РЭЙ БРЭДБЕРИ[2] (США)

Корреспондент. Научная фантастика прошла большой путь от «Войны миров» Герберта Уэллса и эпохи чудищ Франкенштейна[3] до сложной и весьма плодотворной формулы, какой она пользуется сегодня. Каковы различия между книгами Уэллса и, скажем, Вашими произведениями?

Брэдбери. Прежде чем ответить на этот вопрос, мне придется, видимо, указать на то, что он неверно поставлен. Никакой плодотворной формулы, по которой пишется научная фантастика, да и вообще всякая литература, не существует. Любой писатель, сочиняющий по формуле, отворачивается от самого себя и не создаст ничего, как бы он ни был талантлив и справедлив в своих суждениях о действительности. Настоящий писатель пишет потому, что испытывает потребность, необходимость, жажду писать, потому что литература пробуждает в нем высшую радость, страсть, наслаждение, восторг — назовите это, как хотите. Он живет, во всяком случае должен жить, своей страстью, а страсть несовместима с формулами. Человеку, который захватывает с собой в постель руководство по половой жизни, лучше поскорее подняться, ибо у него получится лишь уродливое извращение. Писать — это все равно что жить. А формулы грозят извратить любой естественный процесс. Лучшую научную фантастику создают в конечном счете те, кто чем-то недоволен в нашем обществе и выражает свое возмущение немедленно и яростно.

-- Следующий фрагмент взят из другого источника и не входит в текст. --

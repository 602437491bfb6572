//! Session orchestration: `Authorization -> Home -> Game -> Home`.
//!
//! Split the same way throughout: [`state`] is plain data, [`update`] is the
//! pure transition function, [`runtime`] executes the effects it returns.

pub mod effects;
pub mod events;
pub mod runtime;
pub mod state;
pub mod update;

pub use effects::SessionEffect;
pub use events::{SessionEvent, SessionInput};
pub use runtime::{SessionController, SessionDeps, SessionHandle};
pub use state::{ActiveGame, AppState, ScopeId, SessionState};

Вот хороший пример — мой рассказ «Пешеход». Когда я отправлялся по ночам на прогулку, меня часто задерживали за то, что я шел пешком. Меня это выводило из себя и я написал рассказ о будущем мире, где все, кто осмелится пройтись ночью по городу, объявляются преступниками.

Что касается Уэллса, то я до сих пор отношусь к нему, как к старшему родственнику. Есть, конечно, и различия, но в смысле моральном мы все еще храним память о том винограднике, который сообща обрабатывали под заботливым присмотром нашего деда Жюля Верна. Мне придется перечитать Уэллса, чтобы указать наиболее значительные несоответствия между его книгами и моими. К сожалению, я не перечитывал его уже лет двадцать. Зато Жюля Верна я в последние четыре года читал много и понял, что в жилах моих течет кровь точно той же группы, как и его кровь.

Корреспондент. Считаете ли Вы себя и других современных фантастов моралистами?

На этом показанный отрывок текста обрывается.